Post Korea Trip dinner, an homage

Just home from my annual winter trip to Korea. I thought I’d make a meal to remind me of the wonderful food I always enjoy there. Remind is the key word, I’m sure the results tasted like nothing a Korean cooks would serve. Constant Companion enjoyed; I’m not sure about Daughter.

This meal was partly an exercise in taking refrigerator and pantry inventory. I had some kimchi, made a few months ago. Now that I think of it, I could have made kimchi pancakes (see Nov 12 post), but my hands were pretty full with the menu I’d devised. Next was the box of tofu which was been in the fridge for a few weeks. Finally, the bag of frozen beef mandu in the front of the freezer. The menu was Mandu Soup and Soy Glazed Tofu with Mushrooms.

Those were the main ingredients, what about the rest? Last week, the supermarket had good prices for green onions/scallions and mushrooms. A package of baby bok choy was hiding in the vegetable bin. I also had a package of some sort of soy noodles in the pantry. So, I was cooking, as they say.

from COSTCO

The Mandu Soup (Manduguk) recipe is from one of several Korean cooking blogs, My Korean Kitchen (https://mykoreankitchen.com/manduguk-korean-dumpling-soup/). Sue directs you first to make a soup stock using dried kelp and dried anchovies. Kelp from the Chinese store was in the pantry alongside miscellaneous dried mushrooms and fungi. I used fish sauce in lieu of the anchovies which was not. For the stock, cut the kelp, put it in the water, and simmer for about 10 minutes.

add the mandu
chopped scallion greens + box choy

Next, assemble the soup. Remove the kelp (and anchovies if you have them) from the stock. Clean the bok choy and chop, add to stock. Chop scallion greens* and add to stock with 1 tbsp soy sauce, 1 tsp sesame oil, 1 tbsp chopped garlic. When it boils, add the mandu. Simmer for a while. I did not add the egg as recommended, if you’ve looked up the recipe.

ready to eat

*Note: One of the Korean food blogs shared a tip about storing scallions. Cut the scallions in half and store the greens in one bag, the whites/root end in another. I’ve done this and they last a lot longer in the fridge.

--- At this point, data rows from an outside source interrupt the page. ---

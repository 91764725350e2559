/// WAV file format utilities.
///
/// Generates standard 44-byte RIFF WAV headers for a [`WaveFormat`] and
/// patches the size fields once the payload length is known.
use crate::models::format::WaveFormat;

/// Size of the standard WAV RIFF header in bytes.
pub const WAV_HEADER_SIZE: usize = 44;

/// Largest data chunk a 44-byte header can describe.
pub const MAX_WAV_DATA_SIZE: u64 = u32::MAX as u64 - 36;

/// Generate a 44-byte WAV RIFF header.
///
/// Layout:
/// ```text
/// [0-3]    "RIFF"
/// [4-7]    file size - 8 (36 + data_size)
/// [8-11]   "WAVE"
/// [12-15]  "fmt "
/// [16-19]  16 (fmt chunk size)
/// [20-21]  format tag (1 = PCM, 3 = IEEE float)
/// [22-23]  channels
/// [24-27]  sample_rate
/// [28-31]  byte_rate = sample_rate * block_align
/// [32-33]  block_align = channels * bits / 8
/// [34-35]  bits per sample
/// [36-39]  "data"
/// [40-43]  data_size
/// ```
pub fn generate_wav_header(format: &WaveFormat, data_size: u32) -> [u8; WAV_HEADER_SIZE] {
    let byte_rate = format.bytes_per_second() as u32;
    let chunk_size = 36u32.saturating_add(data_size);

    let mut header = [0u8; WAV_HEADER_SIZE];

    // RIFF chunk descriptor
    header[0..4].copy_from_slice(b"RIFF");
    header[4..8].copy_from_slice(&chunk_size.to_le_bytes());
    header[8..12].copy_from_slice(b"WAVE");

    // fmt sub-chunk
    header[12..16].copy_from_slice(b"fmt ");
    header[16..20].copy_from_slice(&16u32.to_le_bytes());
    header[20..22].copy_from_slice(&format.encoding.format_tag().to_le_bytes());
    header[22..24].copy_from_slice(&format.channels.to_le_bytes());
    header[24..28].copy_from_slice(&format.sample_rate.to_le_bytes());
    header[28..32].copy_from_slice(&byte_rate.to_le_bytes());
    header[32..34].copy_from_slice(&format.block_align().to_le_bytes());
    header[34..36].copy_from_slice(&format.bits_per_sample.to_le_bytes());

    // data sub-chunk
    header[36..40].copy_from_slice(b"data");
    header[40..44].copy_from_slice(&data_size.to_le_bytes());

    header
}

/// Patch the RIFF chunk size (offset 4) and data size (offset 40).
pub fn patch_sizes(header: &mut [u8], data_size: u32) {
    let chunk_size = 36u32.saturating_add(data_size);
    header[4..8].copy_from_slice(&chunk_size.to_le_bytes());
    header[40..44].copy_from_slice(&data_size.to_le_bytes());
}

/// Read the data-chunk size of a header produced by [`generate_wav_header`].
pub fn data_size(header: &[u8]) -> Option<u32> {
    if header.len() < WAV_HEADER_SIZE || &header[0..4] != b"RIFF" || &header[36..40] != b"data" {
        return None;
    }
    Some(u32::from_le_bytes([header[40], header[41], header[42], header[43]]))
}

/// Keep the first `max_channels` channels of every interleaved frame.
///
/// Endpoints such as 5.1 speakers deliver more channels than the recorder
/// stores; front left/right come first in every standard layout. A trailing
/// partial frame is dropped.
pub fn limit_channels(data: &[u8], format: &WaveFormat, max_channels: u16) -> Vec<u8> {
    if format.channels <= max_channels {
        return data.to_vec();
    }
    let sample_bytes = (format.bits_per_sample / 8) as usize;
    let frame_bytes = format.block_align() as usize;
    let kept_bytes = sample_bytes * max_channels as usize;

    let mut out = Vec::with_capacity(data.len() / frame_bytes * kept_bytes);
    for frame in data.chunks_exact(frame_bytes) {
        out.extend_from_slice(&frame[..kept_bytes]);
    }
    out
}

#[cfg(test)]
mod tests {
    use super::*;

    fn u16_at(header: &[u8], offset: usize) -> u16 {
        u16::from_le_bytes([header[offset], header[offset + 1]])
    }

    fn u32_at(header: &[u8], offset: usize) -> u32 {
        u32::from_le_bytes([header[offset], header[offset + 1], header[offset + 2], header[offset + 3]])
    }

    #[test]
    fn header_riff_magic() {
        let header = generate_wav_header(&WaveFormat::pcm16(48000, 2), 0);
        assert_eq!(header.len(), 44);
        assert_eq!(&header[0..4], b"RIFF");
        assert_eq!(&header[8..12], b"WAVE");
        assert_eq!(&header[12..16], b"fmt ");
        assert_eq!(&header[36..40], b"data");
    }

    #[test]
    fn header_48khz_stereo_16bit() {
        let header = generate_wav_header(&WaveFormat::pcm16(48000, 2), 9600);

        assert_eq!(u16_at(&header, 20), 1);
        assert_eq!(u32_at(&header, 16), 16);
        assert_eq!(u16_at(&header, 22), 2);
        assert_eq!(u32_at(&header, 24), 48000);
        assert_eq!(u32_at(&header, 28), 192000);
        assert_eq!(u16_at(&header, 32), 4);
        assert_eq!(u16_at(&header, 34), 16);
        assert_eq!(u32_at(&header, 40), 9600);
        assert_eq!(u32_at(&header, 4), 36 + 9600);
    }

    #[test]
    fn header_float_format_tag() {
        let header = generate_wav_header(&WaveFormat::float32(44100, 2), 0);
        assert_eq!(u16_at(&header, 20), 3);
        assert_eq!(u16_at(&header, 34), 32);
        assert_eq!(u32_at(&header, 28), 44100 * 8);
    }

    #[test]
    fn patch_and_read_back_sizes() {
        let mut header = generate_wav_header(&WaveFormat::pcm16(48000, 2), 0);
        patch_sizes(&mut header, 19200);

        assert_eq!(data_size(&header), Some(19200));
        assert_eq!(u32_at(&header, 4), 19200 + 36);
        assert_eq!(data_size(&header[..20]), None);
    }

    #[test]
    fn limit_keeps_front_pair() {
        // 16-bit, 3 channels, two frames
        let format = WaveFormat::pcm16(48000, 3);
        let data = [1, 1, 2, 2, 3, 3, 4, 4, 5, 5, 6, 6];
        assert_eq!(limit_channels(&data, &format, 2), vec![1, 1, 2, 2, 4, 4, 5, 5]);
    }

    #[test]
    fn limit_passthrough_and_partial_frame() {
        let stereo = WaveFormat::pcm16(48000, 2);
        assert_eq!(limit_channels(&[1, 2, 3, 4], &stereo, 2), vec![1, 2, 3, 4]);

        let quad = WaveFormat::pcm16(48000, 4);
        assert_eq!(limit_channels(&[1, 2, 3, 4, 5, 6, 7, 8, 9], &quad, 1), vec![1, 2]);
    }
}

On to the Soy Glazed Tofu with Mushrooms, a Bon Appetite recipe. Here’s the link if you want the entire recipe – https://www.bonappetit.com/recipe/soy-glazed-tofu-and-mushrooms. It calls for a block of tofu, a bunch of mushrooms (I used white button, the least expensive and easiest to get), celery (for some reason I left this out), and seasonings. I was surprised by the finishing touches of lime and cilantro; they did not seem particularly Asianish to me; maybe I’m wrong, maybe it’s fusion. Rather than serving with rice, I used the soy noodles; strange texture.

Here’s kind of how I make kimchi, though I forgot to serve it with this meal. Again, lots and lots of recipes are floating in cyberspace. Kimchi has become a very popular dish in the US, with many variations. I cheated this time and used some sort of mix I had picked up somewhere. Remember, from time-to-time I feel compelled to clean out the pantry, when the stars align and all the necessary ingredients fall into place!

all done
napa cabbage soaking

This time, I followed the directions on the package. Sesame oil, fish sauce, pepper flakes, sugar, garlic, a knob of ginger (I love very descriptive that term, a knob), and scallion. And the napa cabbage, of course. For some reason, my kimchi is often white, perhaps I don’t use enough red pepper, who knows. It’s tasty though.

All-in-all, the family enjoyed this meal. I felt like I was able to share a bit of Korea with them. In the meantime, I have to think up another meal so I use it or maybe just make a snack of kimchi pancakes again (see Nov. 12 post)!